RAGed

In-Cluster Indexing

Run the indexer as a Kubernetes Job inside the cluster, close to the API and Postgres — no need to upload repo contents from your laptop.

How It Works

sequenceDiagram
    participant H as Helm
    participant J as Indexer Job
    participant G as GitHub
    participant A as RAG API
    participant P as Postgres

    H->>J: Create Job (helm install/upgrade)
    J->>G: git clone --depth 1
    J->>J: Scan and read files
    loop Batches
        J->>A: POST /ingest (in-cluster HTTP)
        A->>P: upsert chunks & vectors
    end
    J-->>H: Job complete

Enable

helm upgrade --install rag ./chart -n rag --create-namespace \
  --set api.auth.enabled=true \
  --set api.auth.token=REPLACE_ME \
  --set indexer.enabled=true \
  --set indexer.repoUrl=https://github.com/<org>/<repo>.git \
  --set indexer.repoId=my-repo \
  --set indexer.branch=main

Note: The chart now defaults to official GHCR images (ghcr.io/mfittko/raged-api and ghcr.io/mfittko/raged).

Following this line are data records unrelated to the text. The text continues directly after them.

impl<S: SchemaStore> SchemaRegistry<S> {
    /// Create a registry over a store.
    pub fn new(store: S) -> Self {
        Self {
            store,
            events: Arc::new(NoEvents),
        }
    }

    /// Notify the given hooks of lifecycle changes.
    pub fn with_events(mut self, events: Arc<dyn SchemaEvents>) -> Self {
        self.events = events;
        self
    }

    /// The underlying store.
    pub fn store(&self) -> &S {
        &self.store
    }

    /// Lifecycle hooks.
    pub fn events(&self) -> &Arc<dyn SchemaEvents> {
        &self.events
    }

    /// Create a schema by cloning its source and registering it.
    pub async fn create(&self, new: NewSchema) -> TenancyResult<Schema> {
        let name = SchemaName::parse(new.name.as_str())?;
        let display_name = match &new.display_name {
            Some(display) if display.trim().is_empty() => {
                return Err(TenancyError::new(
                    crate::ErrorCode::InvalidSchemaName,
                    "Display name must not be empty",
                )
                .with_schema(name.as_str()));
            }
            Some(display) => display.clone(),
            None => name.to_string(),
        };

        if self.store.get(name.as_str()).await?.is_some() {
            return Err(TenancyError::duplicate_name(name.as_str()));
        }
        if self.store.find_by_display_name(&display_name).await?.is_some() {
            return Err(TenancyError::duplicate_display_name(display_name));
        }
        if self.store.schema_exists(name.as_str()).await? {
            return Err(TenancyError::duplicate_name(name.as_str())
                .with_help("A physical schema with this name exists outside the registry"));
        }

        let source = new.source();
        if let SchemaRef::Tenant(source_name) = &source {
            if self.store.get(source_name.as_str()).await?.is_none() {
                return Err(TenancyError::not_found(source_name.as_str())
                    .with_operation("resolving clone source"));
            }
        }

        let mut schema = Schema::unsaved(&new, name, display_name);
        self.store
            .create(&schema, &source)
            .await
            .map_err(|e| creation_conflict(&schema, e))?;
        schema.mark_persisted();

        info!(schema = %schema.name, source = %source, "Schema created");
        self.events.schema_created(&schema).await;
        Ok(schema)
    }

    /// Create one schema per identifier, display name equal to identifier.
    pub async fn bulk_create<I>(&self, names: I) -> TenancyResult<Vec<Schema>>
    where
        I: IntoIterator,
        I::Item: AsRef<str>,
    {
        let mut created = Vec::new();
        for name in names {
            created.push(self.create(NewSchema::new(name.as_ref())).await?);
        }
        Ok(created)
    }

    /// Load a schema, failing if it is not registered.
    pub async fn get(&self, name: &str) -> TenancyResult<Schema> {
        self.find(name)
            .await?
            .ok_or_else(|| TenancyError::not_found(name))
    }

    /// Load a schema if registered. The template is never registered.
    pub async fn find(&self, name: &str) -> TenancyResult<Option<Schema>> {
        if !SchemaName::is_valid(name) {
            return Ok(None);
        }
        self.store.get(name).await
    }

    /// All schemas in creation order.
    pub async fn list(&self) -> TenancyResult<Vec<Schema>> {
        self.store.list().await
    }

    /// Schemas the user is authorized for, in creation order.
    pub async fn schemata_for(&self, user: UserId) -> TenancyResult<Vec<Schema>> {
        self.store.list_for_user(user).await
    }

    /// Persist changes to a loaded schema.
    ///
    /// The identifier cannot change once persisted.
    pub async fn save(&self, schema: &Schema) -> TenancyResult<()> {
        let persisted = schema.persisted_name().ok_or_else(|| {
            TenancyError::not_found(schema.name.as_str())
                .with_help("Use SchemaRegistry::create for new schemas")
        })?;
        if *persisted != schema.name {
            return Err(TenancyError::immutable_name(
                persisted.as_str(),
                schema.name.as_str(),
            ));
        }
        if schema.display_name.trim().is_empty() {
            return Err(TenancyError::new(
                crate::ErrorCode::InvalidSchemaName,
                "Display name must not be empty",
            )
            .with_schema(schema.name.as_str()));
        }
        if let Some(other) = self.store.find_by_display_name(&schema.display_name).await? {
            if other.name != schema.name {
                return Err(TenancyError::duplicate_display_name(&schema.display_name));
            }
        }

        self.store.update(schema).await.map_err(|e| {
            if e.is_unique_violation() {
                TenancyError::duplicate_display_name(&schema.display_name).with_source(e)
            } else {
                e
            }
        })?;
        debug!(schema = %schema.name, "Schema saved");
        Ok(())
    }

    /// Drop a schema and unregister it. The template can never be deleted.
    pub async fn delete(&self, name: &str) -> TenancyResult<()> {
        if name == TEMPLATE_SCHEMA {
            return Err(TenancyError::reserved_name(name).with_operation("deleting schema"));
        }
        let schema = self.get(name).await?;
        self.store.delete(&schema.name).await?;

        info!(schema = %schema.name, "Schema deleted");
        self.events.schema_deleted(&schema.name).await;
        Ok(())
    }

    /// Authorize a user for a schema.
    pub async fn grant(&self, name: &str, user: UserId) -> TenancyResult<Schema> {
        let mut schema = self.get(name).await?;
        if schema.users.insert(user) {
            self.save(&schema).await?;
        }
        Ok(schema)
    }

    /// Revoke a user's authorization for a schema.
    pub async fn revoke(&self, name: &str, user: UserId) -> TenancyResult<Schema> {
        let mut schema = self.get(name).await?;
        if schema.users.remove(&user) {
            self.save(&schema).await?;
        }
        Ok(schema)
    }
}

/// Map a store error raised by a concurrent creator to a validation error.
fn creation_conflict(schema: &Schema, err: TenancyError) -> TenancyError {
    if !err.is_unique_violation() {
        return err.with_operation("creating schema");
    }
    if err.context.constraint.as_deref() == Some(DISPLAY_NAME_CONSTRAINT) {
        TenancyError::duplicate_display_name(&schema.display_name).with_source(err)
    } else {
        TenancyError::duplicate_name(schema.name.as_str()).with_source(err)
    }
}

Override with --set api.image.repository and --set indexer.image.repository if using custom builds.

Indexer Values

Value Default Description
indexer.enabled false Create the indexer Job
indexer.image.repository ghcr.io/mfittko/raged Indexer image
indexer.image.tag latest Indexer image tag
indexer.repoUrl "" Git repository URL to index
indexer.repoId "" Stable identifier for the repo
indexer.branch "" Branch to clone
indexer.collection docs Target collection name
indexer.token "" API auth token

Benefits

Private Repositories

For private repos, you need to provide Git SSH credentials to the indexer Job. This requires mounting an SSH key as a Kubernetes Secret.

Status: Planned for a future iteration. For now, use public repos or run the CLI locally with SSH access.

Monitoring the Job

# Check Job status
kubectl get jobs -n rag

# View indexer logs
kubectl logs -n rag -l app=rageder --tail 100